Frantz François Ozon
Las hojas muertas
Frantz François Ozon
Miguel Laviña Guallart | 27 abril, 2021
Serge Gainsbourg repetía en una de sus canciones más célebres “Je suis venu te dire que je m´en vais, et tes larmes ne pourrons rien changer” –He venido a decirte que me voy, y tus lágrimas no podrán cambiar nada-, a lo que añadía “Recuerdas el tiempo pasado y lloras… como bien decía Verlain con el viento malvado”. El cantautor francés se inspiraba en Canción de Otoño, un poema de Paul Verlain que, en cierto momento, también recita la pareja protagonista de Frantz (Frantz, 2016), una de las películas más depuradas del cineasta francés François Ozon. Las imágenes que visualiza la letra de Gainsbourg se repiten en Frantz, las sucesivas despedidas y las lágrimas que, en algunos instantes, dejarán caer sus cuatro principales personajes. Ozon parece inspirarse en la melancolía que arrastraba Gainsbourg en su canción, y en la sensación de pérdida inevitable que transmite el poema de Verlain –las hojas muertas arrastradas por el viento-, imprimiéndolas en las imágenes y la música de un melodrama que hurga en las heridas abiertas tras la Primera Guerra Mundial. Una apreciable obra de madurez en la que, bajo sus elegantes formas clásicas, fluctúan los sentimientos ambiguos y algunas de las constantes perturbadoras que recorren su filmografía.
A lo largo de su dilatada trayectoria, el prolífico François Ozon tal vez podría haber explorado algo más propuestas tan interesantes como 5×2, Cinco veces dos (2004) o Joven y bonita (2013). Un exceso de contención en el que no incurre en Frantz, dando forma a un relato que recupera la intensidad de obras como Bajo la arena (2000) y En la casa (2012). A pesar de los continuos cambios de género y estilo, su filmografía está recorrida por un meticuloso interés en indagar en aquello que subyace bajo las apariencias. La ambigüedad en las relaciones, los comportamientos enfermizos o derivas extrañas, que observa con mirada inteligente, sin pretender juzgar o ni tan siquiera llegar a explicar, inherentes a la propia naturaleza humana.
François Ozon analiza con potentes imágenes, cargadas de simbolismo, los mecanismos que la memoria puede activar tras una experiencia trágica, tal vez sólo para poder seguir viviendo
Frantz parte de la imagen de un joven francés, Adrien -Pierre Niney- que visita la tumba de un soldado alemán, muerto durante la Primera Guerra Mundial. Conmovido, deposita flores sobre la lápida mientras es observado por Anna, la prometida del fallecido. Adrien entablará relación con ésta y con los padres del soldado, Frantz, al que conoció en el pasado. Ozon construye un relato de remordimientos y sentimientos truncados, en el que va deslizando detalles equívocos, que empujan a preguntarse por la relación que vinculaba a Frantz y Adrien.

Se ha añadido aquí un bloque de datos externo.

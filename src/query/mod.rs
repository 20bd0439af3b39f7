//! `slm query`: read job records and events straight from the store

use slm_protocol::JobStatus;
use slm_store::{JobRecord, JobStatistics, JobStore, StoreError, StoredEvent};
use std::fmt::Write as _;
use std::path::PathBuf;

use crate::config::SlmConfig;
use crate::identity::slurm_job_id;

/// Events shown per job
pub const EVENT_LIMIT: u32 = 100;

/// Jobs listed per status
pub const STATUS_LIMIT: u32 = 20;

/// Longest command shown in text output
const COMMAND_WIDTH: usize = 100;

/// Query errors
#[derive(Debug, thiserror::Error)]
pub enum QueryError {
    #[error("Database not available: direct store access is disabled")]
    Disabled,

    #[error("Database not found at {}", .0.display())]
    Missing(PathBuf),

    #[error("No job id given and SLURM_JOB_ID is not set")]
    NoJobId,

    #[error("No information found for job {0}")]
    NotFound(String),

    #[error("Store error: {0}")]
    Store(#[from] StoreError),

    #[error("JSON error: {0}")]
    Json(#[from] serde_json::Error),
}

/// Query options as given on the command line
#[derive(Debug, Clone, Default)]
pub struct QueryArgs {
    pub job_id: Option<String>,
    pub events: bool,
    pub recent: Option<u32>,
    pub status: Option<JobStatus>,
    pub stats: bool,
}

/// What to show
#[derive(Debug, Clone, PartialEq, Eq)]
pub enum QueryTarget {
    Job(String),
    Events(String),
    Recent(u32),
    Status(JobStatus),
    Statistics,
}

impl QueryTarget {
    /// Build a target from CLI arguments.
    ///
    /// Store-wide views win over a job id. A bare numeric id is taken to
    /// be a Slurm id; with no id the current job (`SLURM_JOB_ID`) is
    /// queried.
    pub fn from_args<F>(args: &QueryArgs, env: F) -> Result<Self, QueryError>
    where
        F: Fn(&str) -> Option<String>,
    {
        if args.stats {
            return Ok(QueryTarget::Statistics);
        }
        if let Some(status) = args.status {
            return Ok(QueryTarget::Status(status));
        }
        if let Some(limit) = args.recent {
            return Ok(QueryTarget::Recent(limit));
        }

        let job_id = match args.job_id.as_deref() {
            Some(id) if !id.is_empty() && id.chars().all(|c| c.is_ascii_digit()) => {
                slurm_job_id(id)
            }
            Some(id) => id.to_string(),
            None => env("SLURM_JOB_ID")
                .filter(|v| !v.is_empty())
                .map(|id| slurm_job_id(&id))
                .ok_or(QueryError::NoJobId)?,
        };

        Ok(if args.events {
            QueryTarget::Events(job_id)
        } else {
            QueryTarget::Job(job_id)
        })
    }
}

/// Open the configured store for reading.
pub fn open_store(config: &SlmConfig) -> Result<JobStore, QueryError> {
    if !config.db_enabled {
        return Err(QueryError::Disabled);
    }
    if !config.db_path.exists() {
        return Err(QueryError::Missing(config.db_path.clone()));
    }
    Ok(JobStore::open(&config.db_path)?)
}

/// Run a query and render its output, as text or pretty JSON.
pub fn run(store: &JobStore, target: &QueryTarget, json: bool) -> Result<String, QueryError> {
    match target {
        QueryTarget::Job(job_id) => {
            let job = store
                .get_job(job_id)?
                .ok_or_else(|| QueryError::NotFound(job_id.clone()))?;
            if json {
                Ok(serde_json::to_string_pretty(&job)?)
            } else {
                Ok(render_job(&job))
            }
        }
        QueryTarget::Events(job_id) => {
            let events = store.get_job_events(job_id, EVENT_LIMIT)?;
            if events.is_empty() {
                return Err(QueryError::NotFound(job_id.clone()));
            }
            if json {
                Ok(serde_json::to_string_pretty(&events)?)
            } else {
                Ok(render_events(job_id, &events))
            }
        }
        QueryTarget::Recent(limit) => {
            let jobs = store.recent_jobs(*limit)?;
            if json {
                Ok(serde_json::to_string_pretty(&jobs)?)
            } else {
                Ok(render_recent(*limit, &jobs))
            }
        }
        QueryTarget::Status(status) => {
            let jobs = store.jobs_by_status(*status, STATUS_LIMIT)?;
            if json {
                Ok(serde_json::to_string_pretty(&jobs)?)
            } else {
                Ok(render_status(*status, &jobs))
            }
        }
        QueryTarget::Statistics => {
            let stats = store.statistics()?;
            if json {
                Ok(serde_json::to_string_pretty(&stats)?)
            } else {
                Ok(render_statistics(&stats))
            }
        }
    }
}

fn separator(out: &mut String) {
    out.push_str(&"-".repeat(80));
    out.push('\n');
}

fn or_na(value: &Option<String>) -> &str {
    value.as_deref().unwrap_or("N/A")
}

fn truncate(value: &str, width: usize) -> String {
    if value.chars().count() > width {
        let mut cut: String = value.chars().take(width).collect();
        cut.push_str("...");
        cut
    } else {
        value.to_string()
    }
}

pub fn render_job(job: &JobRecord) -> String {
    let exit_code = job
        .exit_code
        .map(|code| code.to_string())
        .unwrap_or_else(|| "N/A".to_string());
    let command = truncate(or_na(&job.command), COMMAND_WIDTH);

    let rows = [
        ("Job ID", job.job_id.as_str()),
        ("Job Name", job.job_name.as_str()),
        ("Status", or_na(&job.status)),
        ("Source", or_na(&job.submission_source)),
        ("Partition", or_na(&job.partition_name)),
        ("Nodes", or_na(&job.nodes)),
        ("CPUs", or_na(&job.cpus)),
        ("GPUs", or_na(&job.gpus)),
        ("Memory", or_na(&job.memory)),
        ("Submitted", or_na(&job.submitted_at)),
        ("Started", or_na(&job.started_at)),
        ("Completed", or_na(&job.completed_at)),
        ("Exit Code", exit_code.as_str()),
        ("Script", or_na(&job.script_path)),
        ("Command", command.as_str()),
    ];

    let mut out = String::new();
    separator(&mut out);
    for (label, value) in rows {
        let _ = writeln!(out, "{:<15} {}", format!("{}:", label), value);
    }
    out
}

pub fn render_events(job_id: &str, events: &[StoredEvent]) -> String {
    let mut out = String::new();
    let _ = writeln!(out, "Events for job {}:", job_id);
    separator(&mut out);
    for event in events {
        let _ = writeln!(
            out,
            "  {} | {:<15} | {:<12} | {}",
            event.created_at,
            event.event_type,
            event.event_status,
            truncate(&event.details, 60)
        );
    }
    out
}

fn job_table(out: &mut String, jobs: &[JobRecord]) {
    let _ = writeln!(
        out,
        "{:<24} | {:<25} | {:<12} | {:<6} | {}",
        "Job ID", "Name", "Status", "Exit", "Submitted"
    );
    separator(out);
    for job in jobs {
        let exit = job.exit_code.map(|c| c.to_string()).unwrap_or_default();
        let _ = writeln!(
            out,
            "{:<24} | {:<25} | {:<12} | {:<6} | {}",
            truncate(&job.job_id, 24),
            truncate(&job.job_name, 25),
            or_na(&job.status),
            exit,
            or_na(&job.submitted_at)
        );
    }
}

pub fn render_recent(limit: u32, jobs: &[JobRecord]) -> String {
    let mut out = String::new();
    let _ = writeln!(out, "Recent {} jobs:", limit);
    separator(&mut out);
    job_table(&mut out, jobs);
    out
}

pub fn render_status(status: JobStatus, jobs: &[JobRecord]) -> String {
    let mut out = String::new();
    if jobs.is_empty() {
        let _ = writeln!(out, "No jobs found with status '{}'", status);
        return out;
    }
    let _ = writeln!(out, "Jobs with status '{}':", status);
    separator(&mut out);
    job_table(&mut out, jobs);
    out
}

/// `3725` seconds as `1h 2m 5s`.
fn format_duration(seconds: f64) -> String {
    let total = seconds.max(0.0) as u64;
    format!("{}h {}m {}s", total / 3600, (total % 3600) / 60, total % 60)
}

fn percent(part: u64, total: u64) -> u64 {
    if total == 0 {
        0
    } else {
        part * 100 / total
    }
}

pub fn render_statistics(stats: &JobStatistics) -> String {
    let mut out = String::new();
    out.push_str("Job Statistics:\n");
    separator(&mut out);

    out.push_str("Status Distribution:\n");
    for entry in &stats.by_status {
        let _ = writeln!(out, "  {:<15}: {:>5} jobs", or_na(&entry.status), entry.count);
    }
    separator(&mut out);

    out.push_str("Completion Statistics:\n");
    let _ = writeln!(out, "  Total completed: {}", stats.finished);
    let _ = writeln!(
        out,
        "  Successful:      {} ({}%)",
        stats.succeeded,
        percent(stats.succeeded, stats.finished)
    );
    let _ = writeln!(
        out,
        "  Failed:          {} ({}%)",
        stats.failed,
        percent(stats.failed, stats.finished)
    );

    if let Some(duration) = &stats.duration {
        separator(&mut out);
        out.push_str("Duration Statistics:\n");
        let _ = writeln!(out, "  Average: {}", format_duration(duration.average_seconds));
        let _ = writeln!(out, "  Minimum: {}", format_duration(duration.min_seconds as f64));
        let _ = writeln!(out, "  Maximum: {}", format_duration(duration.max_seconds as f64));
    }
    out
}

#[cfg(test)]
mod tests {
    use super::*;
    use slm_protocol::{JobRegistration, JobStatus, JobUpdate};

    fn no_env(_: &str) -> Option<String> {
        None
    }

    fn seeded() -> JobStore {
        let store = JobStore::in_memory().unwrap();
        store
            .register_job(&JobRegistration::new("slurm-7", "train"))
            .unwrap();
        store
            .update_status("slurm-7", JobStatus::Completed, &JobUpdate::exit_code(0))
            .unwrap();
        store
            .log_event("slurm-7", "lifecycle", "COMPLETED", "Job completed successfully", None)
            .unwrap();
        store
    }

    fn job_args(job_id: Option<&str>, events: bool) -> QueryArgs {
        QueryArgs {
            job_id: job_id.map(String::from),
            events,
            ..QueryArgs::default()
        }
    }

    #[test]
    fn test_target_from_args() {
        assert_eq!(
            QueryTarget::from_args(&job_args(Some("123"), false), no_env).unwrap(),
            QueryTarget::Job("slurm-123".to_string())
        );
        assert_eq!(
            QueryTarget::from_args(&job_args(Some("raw-abc"), true), no_env).unwrap(),
            QueryTarget::Events("raw-abc".to_string())
        );
        assert_eq!(
            QueryTarget::from_args(
                &QueryArgs {
                    recent: Some(5),
                    ..QueryArgs::default()
                },
                no_env
            )
            .unwrap(),
            QueryTarget::Recent(5)
        );
        assert_eq!(
            QueryTarget::from_args(&job_args(None, false), |k| {
                (k == "SLURM_JOB_ID").then(|| "99".to_string())
            })
            .unwrap(),
            QueryTarget::Job("slurm-99".to_string())
        );
        assert!(matches!(
            QueryTarget::from_args(&job_args(None, false), no_env),
            Err(QueryError::NoJobId)
        ));
    }

    #[test]
    fn test_store_wide_targets_need_no_job_id() {
        let status = QueryArgs {
            status: Some(JobStatus::Failed),
            ..QueryArgs::default()
        };
        assert_eq!(
            QueryTarget::from_args(&status, no_env).unwrap(),
            QueryTarget::Status(JobStatus::Failed)
        );

        let stats = QueryArgs {
            stats: true,
            recent: Some(3),
            ..QueryArgs::default()
        };
        assert_eq!(
            QueryTarget::from_args(&stats, no_env).unwrap(),
            QueryTarget::Statistics
        );
    }

    #[test]
    fn test_query_job_text_and_json() {
        let store = seeded();
        let target = QueryTarget::Job("slurm-7".to_string());

        let text = run(&store, &target, false).unwrap();
        assert!(text.contains("Job Name:       train"));
        assert!(text.contains("Status:         COMPLETED"));
        assert!(text.contains("Exit Code:      0"));

        let json: serde_json::Value = serde_json::from_str(&run(&store, &target, true).unwrap()).unwrap();
        assert_eq!(json["status"], "COMPLETED");
    }

    #[test]
    fn test_query_events_and_recent() {
        let store = seeded();
        let events = run(&store, &QueryTarget::Events("slurm-7".to_string()), false).unwrap();
        assert!(events.contains("COMPLETED"));
        assert!(events.contains("Job completed successfully"));

        let recent = run(&store, &QueryTarget::Recent(10), false).unwrap();
        assert!(recent.contains("slurm-7"));
    }

    #[test]
    fn test_query_by_status() {
        let store = seeded();
        store
            .register_job(&JobRegistration::new("slurm-8", "eval"))
            .unwrap();

        let text = run(&store, &QueryTarget::Status(JobStatus::Completed), false).unwrap();
        assert!(text.starts_with("Jobs with status 'COMPLETED':"));
        assert!(text.contains("slurm-7"));
        assert!(!text.contains("slurm-8"));

        let none = run(&store, &QueryTarget::Status(JobStatus::Paused), false).unwrap();
        assert_eq!(none, "No jobs found with status 'PAUSED'\n");

        let json: serde_json::Value =
            serde_json::from_str(&run(&store, &QueryTarget::Status(JobStatus::Submitted), true).unwrap())
                .unwrap();
        assert_eq!(json.as_array().unwrap().len(), 1);
        assert_eq!(json[0]["job_id"], "slurm-8");
    }

    #[test]
    fn test_query_statistics() {
        let store = seeded();
        store
            .register_job(&JobRegistration::new("slurm-8", "eval"))
            .unwrap();
        store
            .update_status("slurm-8", JobStatus::Failed, &JobUpdate::exit_code(2))
            .unwrap();

        let text = run(&store, &QueryTarget::Statistics, false).unwrap();
        assert!(text.contains("Status Distribution:"));
        assert!(text.contains("  COMPLETED      :     1 jobs"));
        assert!(text.contains("  Total completed: 2"));
        assert!(text.contains("  Successful:      1 (50%)"));
        assert!(text.contains("  Failed:          1 (50%)"));

        let json: serde_json::Value =
            serde_json::from_str(&run(&store, &QueryTarget::Statistics, true).unwrap()).unwrap();
        assert_eq!(json["finished"], 2);
        assert_eq!(json["succeeded"], 1);
        assert_eq!(json["failed"], 1);
    }

    #[test]
    fn test_format_duration() {
        assert_eq!(format_duration(3725.4), "1h 2m 5s");
        assert_eq!(format_duration(59.0), "0h 0m 59s");
        assert_eq!(percent(1, 0), 0);
    }

    #[test]
    fn test_query_unknown_job() {
        let store = seeded();
        assert!(matches!(
            run(&store, &QueryTarget::Job("slurm-1".to_string()), false),
            Err(QueryError::NotFound(_))
        ));
        assert!(matches!(
            run(&store, &QueryTarget::Events("slurm-1".to_string()), false),
            Err(QueryError::NotFound(_))
        ));
    }

    #[test]
    fn test_open_store_requirements() {
        let config = SlmConfig {
            db_enabled: false,
            ..SlmConfig::default()
        };
        assert!(matches!(open_store(&config), Err(QueryError::Disabled)));

        let dir = tempfile::tempdir().unwrap();
        let config = SlmConfig {
            db_path: dir.path().join("absent.db"),
            ..SlmConfig::default()
        };
        assert!(matches!(open_store(&config), Err(QueryError::Missing(_))));
    }

    #[test]
    fn test_truncate() {
        assert_eq!(truncate("abc", 5), "abc");
        assert_eq!(truncate("abcdef", 3), "abc...");
    }
}
//! SLM Protocol Types
//!
//! Shared vocabulary between the `slm` supervisor, the job store and the
//! HTTP reporting service: job statuses, submission sources, the typed
//! partial update applied to job records, and the JSON bodies of the
//! reporting API.

pub mod request;
pub mod response;
pub mod status;
pub mod update;

pub use request::{EventRequest, StatusRequest};
pub use response::{ApiResponse, HealthResponse};
pub use status::{JobStatus, ParseStatusError, SubmissionSource};
pub use update::{JobRegistration, JobUpdate};

/// Event type used for every status change recorded by the supervisor.
pub const EVENT_TYPE_LIFECYCLE: &str = "lifecycle";

/// Sentinel for values the environment did not provide.
pub const UNKNOWN: &str = "unknown";

/// Health probe endpoint.
pub const PATH_HEALTH: &str = "/";

/// Job registration endpoint.
pub const PATH_REGISTER: &str = "/api/job/register";

/// Job status update endpoint.
pub const PATH_STATUS: &str = "/api/job/status";

/// Lifecycle event endpoint.
pub const PATH_EVENT: &str = "/api/job/event";

/// Value of `status` in a healthy service's probe response.
pub const HEALTH_RUNNING: &str = "running";

/// Service name reported by the health probe.
pub const SERVICE_NAME: &str = "SLM Job API";
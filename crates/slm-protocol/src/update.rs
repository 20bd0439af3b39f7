//! Typed partial updates for job records.
//!
//! The set of writable columns is fixed here; a `None` field is never
//! written, so a later call cannot erase data supplied by an earlier one.

use serde::{Deserialize, Serialize};

use crate::status::SubmissionSource;

/// Optional field updates applied together with a status change.
#[derive(Debug, Clone, Default, PartialEq, Eq, Serialize, Deserialize)]
pub struct JobUpdate {
    #[serde(default, skip_serializing_if = "Option::is_none")]
    pub exit_code: Option<i32>,
    #[serde(default, skip_serializing_if = "Option::is_none")]
    pub command: Option<String>,
    #[serde(default, skip_serializing_if = "Option::is_none")]
    pub script_path: Option<String>,
    #[serde(default, skip_serializing_if = "Option::is_none")]
    pub nodes: Option<String>,
    #[serde(default, skip_serializing_if = "Option::is_none")]
    pub cpus: Option<String>,
    #[serde(default, skip_serializing_if = "Option::is_none")]
    pub gpus: Option<String>,
    #[serde(default, skip_serializing_if = "Option::is_none")]
    pub memory: Option<String>,
    #[serde(default, skip_serializing_if = "Option::is_none")]
    pub partition_name: Option<String>,
}

impl JobUpdate {
    /// Update carrying only an exit code.
    pub fn exit_code(code: i32) -> Self {
        Self {
            exit_code: Some(code),
            ..Self::default()
        }
    }

    /// Update carrying only a script path.
    pub fn script_path(path: impl Into<String>) -> Self {
        Self {
            script_path: Some(path.into()),
            ..Self::default()
        }
    }

    /// True when no field would be written.
    pub fn is_empty(&self) -> bool {
        self.exit_code.is_none() && self.text_fields().iter().all(|(_, v)| v.is_none())
    }

    /// Text columns paired with their values, in column order.
    pub fn text_fields(&self) -> [(&'static str, Option<&str>); 7] {
        [
            ("command", self.command.as_deref()),
            ("script_path", self.script_path.as_deref()),
            ("nodes", self.nodes.as_deref()),
            ("cpus", self.cpus.as_deref()),
            ("gpus", self.gpus.as_deref()),
            ("memory", self.memory.as_deref()),
            ("partition_name", self.partition_name.as_deref()),
        ]
    }
}

/// Registration of a job record (also the body of `POST /api/job/register`).
#[derive(Debug, Clone, PartialEq, Eq, Serialize, Deserialize)]
pub struct JobRegistration {
    pub job_id: String,
    pub job_name: String,
    #[serde(default, skip_serializing_if = "Option::is_none")]
    pub submission_source: Option<SubmissionSource>,
    #[serde(default, skip_serializing_if = "Option::is_none")]
    pub script_path: Option<String>,
    #[serde(default, skip_serializing_if = "Option::is_none")]
    pub command: Option<String>,
    #[serde(default, skip_serializing_if = "Option::is_none")]
    pub nodes: Option<String>,
    #[serde(default, skip_serializing_if = "Option::is_none")]
    pub cpus: Option<String>,
    #[serde(default, skip_serializing_if = "Option::is_none")]
    pub gpus: Option<String>,
    #[serde(default, skip_serializing_if = "Option::is_none")]
    pub memory: Option<String>,
    #[serde(default, skip_serializing_if = "Option::is_none")]
    pub partition_name: Option<String>,
}

impl JobRegistration {
    /// Registration with only the required identity fields.
    pub fn new(job_id: impl Into<String>, job_name: impl Into<String>) -> Self {
        Self {
            job_id: job_id.into(),
            job_name: job_name.into(),
            submission_source: None,
            script_path: None,
            command: None,
            nodes: None,
            cpus: None,
            gpus: None,
            memory: None,
            partition_name: None,
        }
    }

    /// Optional columns paired with their values, in column order.
    pub fn optional_fields(&self) -> [(&'static str, Option<&str>); 8] {
        [
            (
                "submission_source",
                self.submission_source.as_ref().map(SubmissionSource::as_str),
            ),
            ("script_path", self.script_path.as_deref()),
            ("command", self.command.as_deref()),
            ("nodes", self.nodes.as_deref()),
            ("cpus", self.cpus.as_deref()),
            ("gpus", self.gpus.as_deref()),
            ("memory", self.memory.as_deref()),
            ("partition_name", self.partition_name.as_deref()),
        ]
    }
}
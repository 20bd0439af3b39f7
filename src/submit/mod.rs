//! `slm submit`: hand a batch script to sbatch and pre-register the job
//!
//! The job is only registered once sbatch has printed its id, so a failed
//! or unparseable submission leaves no record behind.

use regex_lite::Regex;
use slm_protocol::{JobStatus, JobUpdate, SubmissionSource};
use std::io;
use std::path::{Path, PathBuf};
use std::process::Command;

use crate::config::SlmConfig;
use crate::identity::{slurm_job_id, JobIdentity};
use crate::recorder::{LifecycleRecorder, RecordError};
use crate::transport;

const SUBMITTED_PATTERN: &str = r"Submitted batch job (\d+)";

/// Submission errors
#[derive(Debug, thiserror::Error)]
pub enum SubmitError {
    #[error("Script not found: {}", .0.display())]
    ScriptNotFound(PathBuf),

    #[error("Failed to run {program}: {source}")]
    Spawn {
        program: String,
        #[source]
        source: io::Error,
    },

    #[error("sbatch failed with code {code}: {stderr}")]
    Sbatch { code: i32, stderr: String },

    #[error("Failed to parse sbatch output: {0:?}")]
    Parse(String),
}

impl SubmitError {
    /// Process exit code for this failure; sbatch's own code is passed on.
    pub fn exit_code(&self) -> i32 {
        match self {
            SubmitError::Sbatch { code, .. } => *code,
            _ => 1,
        }
    }
}

/// A successfully submitted job
#[derive(Debug, Clone, PartialEq, Eq)]
pub struct Submission {
    /// Id as printed by sbatch
    pub raw_id: String,
    /// Qualified id used in the store
    pub job_id: String,
    pub script_path: PathBuf,
}

/// Extract the numeric job id from sbatch's stdout.
pub fn parse_sbatch_output(stdout: &str) -> Option<&str> {
    let re = Regex::new(SUBMITTED_PATTERN).ok()?;
    re.captures(stdout)
        .and_then(|caps| caps.get(1))
        .map(|m| m.as_str())
}

/// Submit `script` and register the job with the configured transport.
pub fn submit(
    config: &SlmConfig,
    script: &Path,
    sbatch_args: Option<&str>,
) -> Result<Submission, SubmitError> {
    if !script.is_file() {
        return Err(SubmitError::ScriptNotFound(script.to_path_buf()));
    }
    let script_path = std::fs::canonicalize(script).unwrap_or_else(|_| script.to_path_buf());

    let mut command = Command::new(&config.sbatch);
    if let Some(args) = sbatch_args {
        command.args(args.split_whitespace());
    }
    command.arg(script);

    tracing::info!(script = %script.display(), "submitting job");
    let output = command.output().map_err(|source| SubmitError::Spawn {
        program: config.sbatch.clone(),
        source,
    })?;

    let stdout = String::from_utf8_lossy(&output.stdout);
    if !output.status.success() {
        let stderr = String::from_utf8_lossy(&output.stderr).trim().to_string();
        tracing::error!("sbatch failed: {}", stderr);
        return Err(SubmitError::Sbatch {
            code: output.status.code().unwrap_or(1),
            stderr,
        });
    }

    let raw_id = parse_sbatch_output(&stdout)
        .ok_or_else(|| SubmitError::Parse(stdout.trim().to_string()))?
        .to_string();
    let submission = Submission {
        job_id: slurm_job_id(&raw_id),
        raw_id,
        script_path,
    };

    let recorder = LifecycleRecorder::new(submission_identity(&submission), transport::select(config));
    record_submission(&recorder, &submission);
    recorder.close();

    Ok(submission)
}

/// Sbatch names a job after its script unless told otherwise. Resources
/// are left to the job itself; only name, id and source are used here.
fn submission_identity(submission: &Submission) -> JobIdentity {
    let job_name = submission
        .script_path
        .file_name()
        .map(|name| name.to_string_lossy().into_owned())
        .unwrap_or_else(|| slm_protocol::UNKNOWN.to_string());

    JobIdentity {
        job_name,
        ..JobIdentity::resolve_from(|_| None)
    }
    .with_job_id(submission.job_id.clone())
    .with_source(SubmissionSource::PreRegistered)
}

/// Register the job and move it to SUBMITTED. A record the job has
/// already written keeps its resources and its later status.
fn record_submission(recorder: &LifecycleRecorder, submission: &Submission) {
    let script = submission.script_path.to_string_lossy().into_owned();
    let steps: [Result<(), RecordError>; 3] = [
        recorder.register_submitted(&script).map(drop),
        recorder
            .transition(JobStatus::Submitted, JobUpdate::script_path(script.as_str()))
            .map(drop),
        recorder
            .log(
                JobStatus::Submitted,
                &format!("Script: {}, Job ID: {}", script, submission.raw_id),
            )
            .map(drop),
    ];

    for result in steps {
        match result {
            Ok(()) | Err(RecordError::Disabled) => {}
            Err(e) => tracing::warn!(job_id = %submission.job_id, "failed to record submission: {}", e),
        }
    }
}
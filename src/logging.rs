//! Diagnostic logging setup

use tracing_subscriber::EnvFilter;

/// Environment variable holding the log filter
pub const LOG_ENV: &str = "SLM_LOG";

/// Install the stderr subscriber. Filter comes from `SLM_LOG`, default
/// `info`. Safe to call more than once; later calls are ignored.
pub fn init_logging() {
    let filter = EnvFilter::try_from_env(LOG_ENV).unwrap_or_else(|_| EnvFilter::new("info"));
    let _ = tracing_subscriber::fmt()
        .with_env_filter(filter)
        .with_writer(std::io::stderr)
        .with_target(true)
        .try_init();
}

Al mismo tiempo, el director analiza los mecanismos que la memoria puede activar tras una experiencia trágica, tal vez tan sólo para poder seguir viviendo. Resulta revelador el uso de la fotografía en blanco y negro y unas significativas transiciones al color, que no establecen una distinción estricta entre pasado y presente. El color surge junto a ciertos instantes felices vinculados al recuerdo de Frantz, tal vez transformados en una representación de aquello que se desearía haber vivido.
Al hilo de estos mecanismos de representación, Ozon plantea hasta qué punto la mentira puede ser una opción legítima como una forma de consuelo. El director subraya este proceso, en el que los personajes parecen arrojarse en brazos de la mentira, con potentes imágenes, cargadas de simbolismo. El violín que el padre de Frantz regala a Adrien, como si le entregase el corazón de su hijo. Unas manos que se posan suavemente sobre unos dedos inexpertos que tocan un violín, o las cartas que Anna lee a los padres de Frantz, unas hojas tan muertas como las del poema de Verlain.
Frantz se estructura en dos partes que se reflejan y complementan, dos viajes entre Alemania y Francia, en busca de una similar ficción reparadora. En el segundo tramo la figura de Anna –conmovedora la actriz alemana Paula Beer-, se erige en el personaje central del film, encajando las piezas de este complicado puzzle de ficción y realidad. En la soledad de sus viajes en tren, atravesando los paisajes de la Francia de posguerra, Ozon llega a retratarla con una pureza cercana a las heroínas Fordianas. Un periplo que la conduce hasta otro elemento clave que planea sobre el relato, El suicida de Manet. Este cuadro que, como en otras ocasiones en el cine de Ozon, adquiere un significado afilado y de doble sentido, será para Anna una representación tanto de la muerte, como de un futuro lleno de vida.